We went to the most remote and difficult corners of the world in order to demonstrate that if in those geographical areas a child could become an effective participant of their society, a radical transformation for the better ensued. There were countries in which significant transformation was obtained.
Uruguay, for one, is one country where 100% of children of primary school (later on of ALL ages) had one of our laptops. When we say 100% we mean that even autistic children, Down Syndrome children, physically impaired children or visually impaired children, owned one of these devices. These laptops were also connected to the internet in the school or in 99% of the open parks in the country. A better example of transformation of a country would be hard to find.
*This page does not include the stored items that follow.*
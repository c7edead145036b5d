//! Budget conditions (payment terms, validity notes).

/// Conditions a new budget starts with.
pub const DEFAULT_CONDITIONS: [&str; 3] = [
    "Orçamento válido por 30 dias",
    "Valores sujeitos a alteração conforme diagnóstico",
    "Formas de pagamento: Dinheiro, PIX, Cartão de Crédito/Débito",
];

const BULLET: &str = "• ";

/// Ordered list of distinct condition lines.
#[derive(Debug, Clone, PartialEq, Eq)]
pub struct ConditionList {
    items: Vec<String>,
}

impl Default for ConditionList {
    fn default() -> Self {
        Self {
            items: DEFAULT_CONDITIONS.iter().map(|s| s.to_string()).collect(),
        }
    }
}

impl ConditionList {
    pub fn empty() -> Self {
        Self { items: Vec::new() }
    }

    /// Append a condition. Blank text and exact duplicates are ignored.
    pub fn add(&mut self, text: &str) -> bool {
        if text.trim().is_empty() || self.items.iter().any(|c| c == text) {
            return false;
        }
        self.items.push(text.to_string());
        true
    }

    pub fn remove(&mut self, index: usize) -> Option<String> {
        (index < self.items.len()).then(|| self.items.remove(index))
    }

    pub fn items(&self) -> &[String] {
        &self.items
    }

    pub fn is_empty(&self) -> bool {
        self.items.is_empty()
    }

    /// Stored form: one bulleted line per condition.
    pub fn to_stored(&self) -> String {
        self.items
            .iter()
            .map(|c| format!("{}{}", BULLET, c))
            .collect::<Vec<_>>()
            .join("\n")
    }

    /// Read the stored form back. Blank lines are dropped.
    pub fn parse_stored(stored: &str) -> Self {
        let mut list = Self::empty();
        for line in stored.lines().map(strip_bullet) {
            list.add(line);
        }
        list
    }
}

/// Condition text without its leading bullet.
pub fn strip_bullet(line: &str) -> &str {
    let line = line.trim();
    line.strip_prefix('•').map(str::trim_start).unwrap_or(line)
}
The sense of ownership (the laptops were theirs), the self-esteem, the pride, the empowerment, all were elements of a radical transformation of the society in which they lived. In Nicaragua, a family in the private sector took the project and made it a national symbol of transformation, so much so that even the government, realizing that somebody else was taking an initiative they should have taken, rushed to join the project; now, it has become another symbol of transformation in Central America.
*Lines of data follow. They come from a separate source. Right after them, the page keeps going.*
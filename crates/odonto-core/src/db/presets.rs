//! Text preset database operations.

use rusqlite::{params, Row};

use super::{Database, DbResult};
use crate::models::Preset;
use crate::presets::{PresetBackend, PresetResult};

fn preset_from_row(row: &Row<'_>) -> rusqlite::Result<Preset> {
    Ok(Preset {
        id: row.get(0)?,
        category: row.get(1)?,
        content: row.get(2)?,
        created_at: row.get(3)?,
    })
}

impl Database {
    /// List presets of a category, oldest first.
    pub fn list_presets(&self, category: &str) -> DbResult<Vec<Preset>> {
        let mut stmt = self.conn.prepare(
            "SELECT id, category, content, created_at FROM text_presets \
             WHERE category = ? ORDER BY created_at ASC, rowid ASC",
        )?;

        let rows = stmt.query_map([category], preset_from_row)?;
        rows.collect::<Result<Vec<_>, _>>().map_err(Into::into)
    }

    /// Insert a preset and return the stored row.
    pub fn insert_preset(&self, category: &str, content: &str) -> DbResult<Preset> {
        let preset = Preset::new(category.to_string(), content.to_string());

        self.conn.execute(
            "INSERT INTO text_presets (id, category, content, created_at) VALUES (?1, ?2, ?3, ?4)",
            params![preset.id, preset.category, preset.content, preset.created_at],
        )?;
        tracing::debug!(preset_id = %preset.id, category, "Inserted preset");
        Ok(preset)
    }

    /// Delete a preset.
    pub fn delete_preset(&self, id: &str) -> DbResult<bool> {
        let rows_affected = self
            .conn
            .execute("DELETE FROM text_presets WHERE id = ?", [id])?;
        Ok(rows_affected > 0)
    }
}

impl PresetBackend for Database {
    fn load_presets(&self, category: &str) -> PresetResult<Vec<Preset>> {
        Ok(self.list_presets(category)?)
    }

    fn create_preset(&self, category: &str, content: &str) -> PresetResult<Preset> {
        Ok(self.insert_preset(category, content)?)
    }

    fn remove_preset(&self, id: &str) -> PresetResult<()> {
        self.delete_preset(id)?;
        Ok(())
    }
}
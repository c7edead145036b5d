//! Sidebar menu.

/// A sidebar entry.
#[derive(Debug, Clone, Copy, PartialEq, Eq)]
pub struct MenuItem {
    pub title: &'static str,
    pub url: &'static str,
    /// Shown greyed out and not clickable
    pub disabled: bool,
}

/// Group label above the menu.
pub const MENU_GROUP: &str = "Clínica";

pub const MENU: [MenuItem; 3] = [
    MenuItem { title: "Pacientes", url: "/patients", disabled: false },
    MenuItem { title: "Prontuários", url: "/records", disabled: true },
    MenuItem { title: "Configurações", url: "/settings", disabled: false },
];

impl MenuItem {
    /// Whether the item owns `path` (the item URL itself or a sub-page).
    pub fn matches(&self, path: &str) -> bool {
        let path = path.trim_end_matches('/');
        path == self.url
            || path
                .strip_prefix(self.url)
                .is_some_and(|rest| rest.starts_with('/'))
    }
}

/// Enabled menu item to highlight for the current path.
pub fn active_item(path: &str) -> Option<&'static MenuItem> {
    MENU.iter().find(|item| !item.disabled && item.matches(path))
}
Perhaps the country in which we see the greatest opportunity to transform an entire continent is Rwanda. There, after the most horrendous genocide of modern times, one in which close to one million people were killed by machete by their own countrymen, their president saw a nation at the verge of imploding.
Hundreds of thousands of orphans, displaced families and entire villages destroyed was the diabolic legacy of 90 days of horror. He realized he did not have seaports, navigable rivers, extensive agriculture, gold, silver, uranium, oil, gas, diamonds – both blessings and curses — as other neighboring nations had, so the best and perhaps only true natural resource he had was the minds of these young orphans.
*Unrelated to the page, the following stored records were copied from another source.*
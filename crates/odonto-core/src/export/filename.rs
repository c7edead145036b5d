//! Download file names.

use chrono::NaiveDate;
use unicode_normalization::char::is_combining_mark;
use unicode_normalization::UnicodeNormalization;

/// Make a patient name safe for a file name.
///
/// Names are decomposed (NFD) and combining marks dropped, so accented
/// letters fold to their base letter. Anything else outside ASCII letters,
/// digits, whitespace, `-` and `_` is removed, and whitespace runs become a
/// single `_`.
pub fn sanitize_file_stem(name: &str) -> String {
    let kept: String = name
        .nfd()
        .filter(|c| !is_combining_mark(*c))
        .filter(|c| c.is_ascii_alphanumeric() || *c == '-' || *c == '_' || c.is_whitespace())
        .collect();

    kept.split_whitespace().collect::<Vec<_>>().join("_")
}

/// `orcamento_<number>_<name>.pdf`.
pub fn budget_file_name(number: &str, patient_name: &str) -> String {
    format!("orcamento_{}_{}.pdf", number, sanitize_file_stem(patient_name))
}

/// `anamnese_<name>_<YYYY-MM-DD>.pdf`.
pub fn anamnesis_file_name(patient_name: &str, date: NaiveDate) -> String {
    format!(
        "anamnese_{}_{}.pdf",
        sanitize_file_stem(patient_name),
        date.format("%Y-%m-%d")
    )
}
//! Procedure line items and the running total.

use super::{LedgerError, LedgerResult};
use crate::models::{calculate_total, BudgetItem};

/// Tooth placeholder for items not tied to a tooth.
pub const NO_TOOTH: &str = "-";

/// Raw form input for a new line.
#[derive(Debug, Clone, Default)]
pub struct NewItemInput {
    pub procedure: String,
    pub tooth: String,
    /// `None` when the field is empty
    pub value: Option<f64>,
    /// Percentage; empty means no discount
    pub discount: Option<f64>,
}

impl NewItemInput {
    pub fn new(procedure: impl Into<String>, value: f64) -> Self {
        Self {
            procedure: procedure.into(),
            value: Some(value),
            ..Default::default()
        }
    }

    pub fn tooth(mut self, tooth: impl Into<String>) -> Self {
        self.tooth = tooth.into();
        self
    }

    pub fn discount(mut self, discount: f64) -> Self {
        self.discount = Some(discount);
        self
    }
}

/// Ordered list of budget lines.
#[derive(Debug, Clone, Default, PartialEq)]
pub struct BudgetLedger {
    items: Vec<BudgetItem>,
}

impl BudgetLedger {
    pub fn new() -> Self {
        Self::default()
    }

    /// Validate and append a line.
    ///
    /// Requires a procedure name and a finite value. Tooth defaults to
    /// [`NO_TOOTH`], discount to 0.
    pub fn add_item(&mut self, input: NewItemInput) -> LedgerResult<&BudgetItem> {
        let value = input.value.filter(|v| v.is_finite());
        let (procedure, value) = match (input.procedure.trim().is_empty(), value) {
            (false, Some(value)) => (input.procedure, value),
            _ => return Err(LedgerError::MissingProcedureOrValue),
        };

        let tooth = if input.tooth.trim().is_empty() {
            NO_TOOTH.to_string()
        } else {
            input.tooth
        };
        let discount = input.discount.filter(|d| d.is_finite()).unwrap_or(0.0);

        self.items.push(BudgetItem {
            id: uuid::Uuid::new_v4().to_string(),
            procedure,
            tooth,
            value,
            discount,
        });
        let idx = self.items.len() - 1;
        Ok(&self.items[idx])
    }

    /// Remove a line by its generated id.
    pub fn remove_item(&mut self, id: &str) -> Option<BudgetItem> {
        let idx = self.items.iter().position(|i| i.id == id)?;
        Some(self.items.remove(idx))
    }

    pub fn items(&self) -> &[BudgetItem] {
        &self.items
    }

    pub fn is_empty(&self) -> bool {
        self.items.is_empty()
    }

    pub fn len(&self) -> usize {
        self.items.len()
    }

    /// Σ value × (1 − discount/100).
    pub fn total(&self) -> f64 {
        calculate_total(&self.items)
    }

    pub fn into_items(self) -> Vec<BudgetItem> {
        self.items
    }
}
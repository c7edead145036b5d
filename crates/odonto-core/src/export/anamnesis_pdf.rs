//! Anamnesis document.

use chrono::{DateTime, Utc};

use super::{
    anamnesis_file_name, format_date_br, format_generated_at, render_blocks, Block, PdfError,
    PdfFile, PdfResult, SignatureLine,
};
use crate::models::{
    AnamnesisContent, ClinicalRecord, ReferralSource, DECLARATION_TEXT, MEDICAL_CONDITIONS,
};

const EMPTY: &str = "-";

fn or_dash(value: Option<&str>) -> String {
    value
        .map(str::trim)
        .filter(|v| !v.is_empty())
        .unwrap_or(EMPTY)
        .to_string()
}

/// Lay out an anamnesis document.
pub fn anamnesis_blocks(
    content: &AnamnesisContent,
    clinic_name: &str,
    generated_at: DateTime<Utc>,
) -> Vec<Block> {
    let patient = &content.patient;

    let birth = match patient.birth_date.as_deref().and_then(format_date_br) {
        Some(date) => match patient.age {
            Some(age) => format!("{} ({} anos)", date, age),
            None => date,
        },
        None => EMPTY.to_string(),
    };
    let referral = patient
        .referral_source
        .as_deref()
        .map(|s| ReferralSource::parse(s).map_or(s, |r| r.label()));

    let mut blocks = vec![
        Block::Title {
            text: "Anamnese Odontológica".into(),
            subtitle: Some(clinic_name.to_string()),
        },
        Block::Heading("Dados do Paciente".into()),
        Block::field("NOME", or_dash(Some(&patient.name))),
        Block::field("DATA NASCIMENTO", birth),
        Block::field("CPF", or_dash(patient.document_id.as_deref())),
        Block::field("TELEFONE", or_dash(patient.phone.as_deref())),
        Block::field("EMAIL", or_dash(patient.email.as_deref())),
        Block::field("COMO NOS CONHECEU", or_dash(referral)),
        Block::Heading("Avaliação Médica".into()),
        Block::Checklist(
            MEDICAL_CONDITIONS
                .iter()
                .map(|c| (c.label.to_string(), content.medical.has(c.id)))
                .collect(),
        ),
        Block::field("Tipo Sanguíneo", or_dash(content.medical.blood_type.as_deref())),
        Block::Heading("Tratamento".into()),
    ];

    if let Some(procedure) = content
        .treatment
        .procedure_name
        .as_deref()
        .filter(|p| !p.trim().is_empty())
    {
        blocks.push(Block::field("Procedimento", procedure));
    }
    blocks.push(Block::field(
        "Dentes selecionados",
        or_dash(Some(&content.treatment.selected_teeth)),
    ));
    if !content.treatment.notes.trim().is_empty() {
        blocks.push(Block::Paragraph(format!("Observações: {}", content.treatment.notes)));
    }

    let signed = content
        .signature
        .created_at
        .as_deref()
        .or(content.signature.updated_at.as_deref())
        .and_then(format_date_br)
        .unwrap_or_else(|| EMPTY.to_string());

    blocks.extend([
        Block::Spacer(4.0),
        Block::Paragraph(DECLARATION_TEXT.into()),
        Block::Signatures(vec![
            SignatureLine {
                name: "Assinatura do Paciente".into(),
                role: None,
            },
            SignatureLine {
                name: format!("Data: {}", signed),
                role: None,
            },
        ]),
        Block::Footer(format!(
            "Documento gerado em {}",
            format_generated_at(generated_at)
        )),
    ]);
    blocks
}

/// Render a stored anamnesis record.
///
/// Records without patient data cannot be printed.
pub fn render_anamnesis_pdf(
    record: &ClinicalRecord,
    clinic_name: &str,
    generated_at: DateTime<Utc>,
) -> PdfResult<PdfFile> {
    let content = record.anamnesis().ok_or(PdfError::MissingPatientData)?;

    let blocks = anamnesis_blocks(&content, clinic_name, generated_at);
    let bytes = render_blocks("Anamnese Odontológica", &blocks)?;

    Ok(PdfFile {
        file_name: anamnesis_file_name(&content.patient.name, generated_at.date_naive()),
        bytes,
    })
}

#[cfg(test)]
mod tests {
    use super::*;
    use crate::export::blocks_text;
    use crate::models::RecordKind;
    use chrono::TimeZone;
    use serde_json::json;

    fn generated_at() -> DateTime<Utc> {
        Utc.with_ymd_and_hms(2024, 6, 14, 16, 0, 0).unwrap()
    }

    fn sample_record() -> ClinicalRecord {
        ClinicalRecord::new(
            "p-1".into(),
            RecordKind::Anamnesis,
            "Anamnese - 14/06/2024".into(),
            json!({
                "dadosPaciente": {
                    "nome": "Ana Lima",
                    "dataNascimento": "2000-06-15",
                    "idade": 23,
                    "cpf": "123.456.789-00",
                    "comoConheceu": "indicacao"
                },
                "avaliacaoMedica": { "diabetes": true, "tipoSanguineo": "O+" },
                "tratamento": { "dentesSelec": "11, 21", "observacoes": "Sensibilidade ao frio" },
                "assinatura": { "declaracaoAceita": true, "dataCriacao": "2024-06-14T10:00:00Z" }
            }),
        )
    }

    #[test]
    fn test_blocks_content() {
        let content = sample_record().anamnesis().unwrap();
        let text = blocks_text(&anamnesis_blocks(&content, "Sorriso Feliz", generated_at()));

        assert!(text.contains("Sorriso Feliz"));
        assert!(text.contains("NOME: Ana Lima"));
        assert!(text.contains("DATA NASCIMENTO: 15/06/2000 (23 anos)"));
        assert!(text.contains("TELEFONE: -"));
        assert!(text.contains("COMO NOS CONHECEU: Indicação"));
        assert!(text.contains("[X] Diabetes?"));
        assert!(text.contains("[ ] Hepatite?"));
        assert!(text.contains("Tipo Sanguíneo: O+"));
        assert!(text.contains("Dentes selecionados: 11, 21"));
        assert!(text.contains("Observações: Sensibilidade ao frio"));
        assert!(text.contains("Data: 14/06/2024"));
        assert!(text.contains("Documento gerado em 14/06/2024 às 16:00:00"));
    }

    #[test]
    fn test_checklist_lists_every_condition() {
        let content = sample_record().anamnesis().unwrap();
        let blocks = anamnesis_blocks(&content, "X", generated_at());
        let checklist = blocks
            .iter()
            .find_map(|b| match b {
                Block::Checklist(items) => Some(items),
                _ => None,
            })
            .unwrap();
        assert_eq!(checklist.len(), 25);
        assert_eq!(checklist.iter().filter(|(_, checked)| *checked).count(), 1);
    }

    #[test]
    fn test_render_file() {
        let file = render_anamnesis_pdf(&sample_record(), "Clínica", generated_at()).unwrap();
        assert_eq!(file.file_name, "anamnese_Ana_Lima_2024-06-14.pdf");
        assert!(file.bytes.starts_with(b"%PDF"));
    }

    #[test]
    fn test_record_without_patient_data() {
        let record = ClinicalRecord::new(
            "p-1".into(),
            RecordKind::Anamnesis,
            "Antiga".into(),
            json!({ "notes": "texto livre" }),
        );
        let err = render_anamnesis_pdf(&record, "Clínica", generated_at()).unwrap_err();
        assert_eq!(
            err.to_string(),
            "Este registro não possui dados completos para gerar PDF."
        );
    }
}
To see today children in rural schools, all of them proud of their personal “window to knowledge”, that green and white laptop, which they took home, is a matter of pride and joy for Nicholas, myself, and hundreds of many others in the organization that often, at great sacrifice, undertook the challenge and indeed planted a seed to change the world.
Advocating that free internet should be considered a human right at the level of public schools was an idea we took to the International Telecommunication Union in Geneva much earlier than the recent bold approach of being considered a human right for all humanity. We found that the best strategy of diplomacy the U.S. can deploy is that of advocating education as the prime engine of fostering democracy.
All the above should be an element of pride to us as Americans and I imagine it was one of the reasons you choose to honor us tonight. As experienced diplomats faced with difficult decisions, this one should be a no-brainer, albeit others in power may not grasp it so easily.
But the best reward and recognition Nicholas Negroponte, myself and all the people that work at One Laptop Per Child could aspire to have, other than recognitions as the one being given to us tonight, was to see the faces of the children when the laptop becomes theirs.
It was the realization that our revolution was not one of arms or political ideologies. It was a true Revolution of Hope. It was sort of an Education For Peace. Making children become the true Agents of Change by empowering them was, perhaps, the true and ultimate realization of our dream.